Dans le but de déterminer le devenir de ces ETM, pourquoi ils sont présents et comment ils se déplacent, l’équipe Nano-BioGéochimie du laboratoire Géosciences Rennes s’est associée à la ligne de lumière LUCIA de SOLEIL et au Laboratoire Interdisciplinaire des Environnements Continentaux de Nancy. Ils ont cherché à mettre en évidence les facteurs influençant les transferts d’ETM en zone humide riparienne*, dont les inondations et assèchements saisonniers entrainent des changements drastiques des conditions physico-chimiques, leur conférant ainsi un rôle majeur dans la mobilité des ETM dans l’environnement.

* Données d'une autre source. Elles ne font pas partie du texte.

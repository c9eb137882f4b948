// SPDX-License-Identifier: GPL-3.0-only

//! Camera backend abstraction
//!
//! The scanning session never talks to camera hardware directly. It drives a
//! [`CameraBackend`] (the camera provider) and the [`BoundCamera`] handle the
//! backend returns once use cases are bound.
//!
//! # Architecture
//!
//! ```text
//! ┌─────────────────────┐
//! │   ScannerSession    │  ← Lifecycle, teardown ordering
//! └──────────┬──────────┘
//!            │
//!            ▼
//! ┌─────────────────────┐
//! │ CameraBackend Trait │  ← Provider: connect, render targets, bind/unbind
//! └──────────┬──────────┘
//!            │ bind()
//!            ▼
//! ┌─────────────────────┐
//! │  BoundCamera Trait  │  ← Torch, zoom, state observers
//! └──────────┬──────────┘
//!            │ frames
//!            ▼
//! ┌─────────────────────┐
//! │   LatestFrameSlot   │  ← Keep only latest, drop if backlogged
//! └─────────────────────┘
//! ```

pub mod format_converters;
pub mod frame_loop;
pub mod types;

pub use types::*;

use crate::frame_processor::LatestFrameSlot;
use std::sync::Arc;

/// Camera provider
///
/// Implementations must be callable from any thread. Frame delivery happens on
/// a backend-owned thread by pushing into the [`LatestFrameSlot`] passed to
/// [`CameraBackend::bind`].
pub trait CameraBackend: Send + Sync {
    // ===== Provider =====

    /// Acquire the camera provider
    ///
    /// Called at the start of every session. Failure means the camera stack is
    /// unusable, not that a particular camera is missing.
    fn connect(&self) -> BackendResult<()>;

    /// Number of cameras the provider knows about
    fn camera_count(&self) -> usize;

    // ===== Preview surface =====

    /// Create a render target for the preview stream
    fn create_render_target(&self) -> BackendResult<RenderTarget>;

    /// Release a render target; unknown ids are ignored
    fn release_render_target(&self, target: RenderTarget);

    // ===== Use cases =====

    /// Bind camera, preview and analysis to the current lifecycle
    ///
    /// Frames must be pushed into `sink` until the camera is unbound.
    fn bind(&self, request: &BindRequest, sink: Arc<LatestFrameSlot>)
    -> BackendResult<Arc<dyn BoundCamera>>;

    /// Unbind all use cases, releasing the camera hardware
    ///
    /// Must be safe to call when nothing is bound.
    fn unbind_all(&self);

    // ===== Display =====

    /// Register for display configuration changes when a target resolution is
    /// requested; returns `None` if the backend does not track displays
    fn register_display_listener(&self) -> Option<RegistrationId> {
        None
    }

    /// Undo [`CameraBackend::register_display_listener`]
    fn unregister_display_listener(&self, _id: RegistrationId) {}
}

/// A camera with use cases bound
pub trait BoundCamera: Send + Sync {
    /// Resolution of the analysis stream in sensor orientation
    fn resolution(&self) -> Resolution;

    /// Clockwise rotation of the sensor relative to the natural orientation
    fn sensor_rotation(&self) -> SensorRotation;

    fn has_flash_unit(&self) -> bool;

    fn torch_enabled(&self) -> bool;

    fn enable_torch(&self, enabled: bool) -> BackendResult<()>;

    fn set_zoom_ratio(&self, ratio: f32) -> BackendResult<()>;

    /// Set zoom on a normalised 0.0..=1.0 scale
    fn set_linear_zoom(&self, linear: f32) -> BackendResult<()>;

    /// Observe torch and zoom changes until removed
    fn add_state_observer(&self, observer: CameraStateObserver) -> RegistrationId;

    /// Remove an observer; unknown ids are ignored
    fn remove_state_observer(&self, id: RegistrationId);
}
// SPDX-License-Identifier: GPL-3.0-only

//! Session lifecycle state and start result

use crate::backends::camera::{Resolution, SensorRotation, TorchState};
use serde::Serialize;

/// Lifecycle state of a [`ScannerSession`](super::ScannerSession)
#[derive(Debug, Clone, Copy, PartialEq, Eq, Default, Serialize)]
#[serde(rename_all = "snake_case")]
pub enum SessionState {
    #[default]
    Stopped,
    /// Acquiring the camera; only observable from inside `start`
    Starting,
    Running,
    /// Camera unbound, analyzer and preview target retained
    Paused,
}

impl SessionState {
    /// True while a session exists (running or paused)
    pub fn is_active(&self) -> bool {
        matches!(self, SessionState::Running | SessionState::Paused)
    }
}

impl std::fmt::Display for SessionState {
    fn fmt(&self, f: &mut std::fmt::Formatter<'_>) -> std::fmt::Result {
        let name = match self {
            SessionState::Stopped => "stopped",
            SessionState::Starting => "starting",
            SessionState::Running => "running",
            SessionState::Paused => "paused",
        };
        write!(f, "{}", name)
    }
}

/// Reported once the camera is bound
#[derive(Debug, Clone, Copy, PartialEq, Eq, Serialize)]
pub struct StartResult {
    /// Preview width in display orientation
    pub width: u32,
    /// Preview height in display orientation
    pub height: u32,
    pub torch_state: TorchState,
    pub render_target_id: u64,
    pub camera_count: usize,
}

impl StartResult {
    /// Preview size in display orientation
    pub fn preview_size(resolution: Resolution, rotation: SensorRotation) -> (u32, u32) {
        if rotation.swaps_dimensions() {
            (resolution.height, resolution.width)
        } else {
            (resolution.width, resolution.height)
        }
    }
}
// SPDX-License-Identifier: GPL-3.0-only

//! Core types for frame processing results
//!
//! These types represent the output of the frame analyzer and the events a
//! scanning session sends to its caller.

use crate::backends::camera::TorchState;
use serde::{Deserialize, Serialize};

/// How aggressively frames are decoded and results reported
#[derive(Debug, Clone, Copy, PartialEq, Eq, Default, Serialize, Deserialize)]
#[serde(rename_all = "snake_case")]
pub enum DetectionMode {
    /// Decode every frame, but only report a result set that differs from the
    /// previously reported one
    #[default]
    NoDuplicates,
    /// Decode at most once per detection timeout
    Normal,
    /// Decode and report every frame
    Unrestricted,
}

/// Barcode symbology
#[derive(Debug, Clone, Copy, PartialEq, Eq, Hash, Serialize, Deserialize)]
#[serde(rename_all = "snake_case")]
pub enum BarcodeFormat {
    QrCode,
    Aztec,
    DataMatrix,
    Pdf417,
    Code128,
    Code39,
    Code93,
    Codabar,
    Ean13,
    Ean8,
    Itf,
    UpcA,
    UpcE,
    Unknown,
}

/// A point in image pixel coordinates
#[derive(Debug, Clone, Copy, PartialEq, Serialize, Deserialize)]
pub struct Point {
    pub x: f32,
    pub y: f32,
}

/// Axis-aligned box in image pixel coordinates
#[derive(Debug, Clone, Copy, PartialEq, Serialize, Deserialize)]
pub struct BoundingBox {
    pub left: f32,
    pub top: f32,
    pub right: f32,
    pub bottom: f32,
}

impl BoundingBox {
    pub fn new(left: f32, top: f32, right: f32, bottom: f32) -> Self {
        Self {
            left,
            top,
            right,
            bottom,
        }
    }

    /// Smallest box enclosing all points; `None` for an empty slice
    pub fn enclosing(points: &[Point]) -> Option<Self> {
        let first = points.first()?;
        let init = Self::new(first.x, first.y, first.x, first.y);
        Some(points[1..].iter().fold(init, |b, p| Self {
            left: b.left.min(p.x),
            top: b.top.min(p.y),
            right: b.right.max(p.x),
            bottom: b.bottom.max(p.y),
        }))
    }

    pub fn width(&self) -> f32 {
        self.right - self.left
    }

    pub fn height(&self) -> f32 {
        self.bottom - self.top
    }
}

/// A decoded barcode
#[derive(Debug, Clone, PartialEq, Serialize, Deserialize)]
pub struct Barcode {
    pub format: BarcodeFormat,
    /// Payload as text, absent when the payload is not valid UTF-8
    pub raw_value: Option<String>,
    #[serde(default)]
    pub raw_bytes: Vec<u8>,
    /// Location in the analysed image, if the decoder reports one
    pub bounding_box: Option<BoundingBox>,
    #[serde(default)]
    pub corners: Vec<Point>,
}

impl Barcode {
    /// Create a text barcode located at `bounding_box`
    pub fn new(
        format: BarcodeFormat,
        raw_value: impl Into<String>,
        bounding_box: BoundingBox,
    ) -> Self {
        let raw_value = raw_value.into();
        Self {
            format,
            raw_bytes: raw_value.as_bytes().to_vec(),
            raw_value: Some(raw_value),
            bounding_box: Some(bounding_box),
            corners: Vec::new(),
        }
    }
}

/// Result set emitted for one analysed frame
#[derive(Debug, Clone, PartialEq, Serialize)]
pub struct Detection {
    pub barcodes: Vec<Barcode>,
    /// PNG of the upright frame, when image return is enabled
    #[serde(skip)]
    pub image: Option<Vec<u8>>,
    /// Width of `image`, or of the analysed frame when no image is returned
    pub width: u32,
    /// Height of `image`, or of the analysed frame when no image is returned
    pub height: u32,
}

/// Event delivered to the session's caller
#[derive(Debug, Clone, PartialEq)]
pub enum ScanEvent {
    /// Barcodes were found in a frame
    Detected(Detection),
    /// Decoding or exporting a frame failed; the session keeps running
    Error(String),
    TorchStateChanged(TorchState),
    /// Linear zoom (0.0..=1.0) changed
    ZoomChanged(f32),
}

/// Sending half of the caller's event channel
pub type EventSender = tokio::sync::mpsc::UnboundedSender<ScanEvent>;

/// Receiving half of the caller's event channel
pub type EventReceiver = tokio::sync::mpsc::UnboundedReceiver<ScanEvent>;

Dans certaines régions du globe, le régime hydrique des rivières et la composition chimique de leurs eaux sont intimement liés aux zones humides qui les bordent (marais, lagunes, marécages, tourbières...). Ces zones jouent un rôle de tampon qui non seulement reçoit mais aussi transforme et stocke les éléments chimiques organiques ou inorganiques d’origine naturelle ou anthropique. La zone humide riparienne est caractérisée par une alternance de conditions hydriques. En période de hautes eaux, elle est gorgée d’eau et la rivière joue alors un rôle de drain. En période d’étiage (bas niveau des eaux), elle constitue une réserve hydrique qui permet de soutenir le niveau d’eau dans la rivière et la nappe souterraine. Ces conditions particulières contrôlent les mécanismes biogéochimiques responsables du devenir des ETM dans ces environnements.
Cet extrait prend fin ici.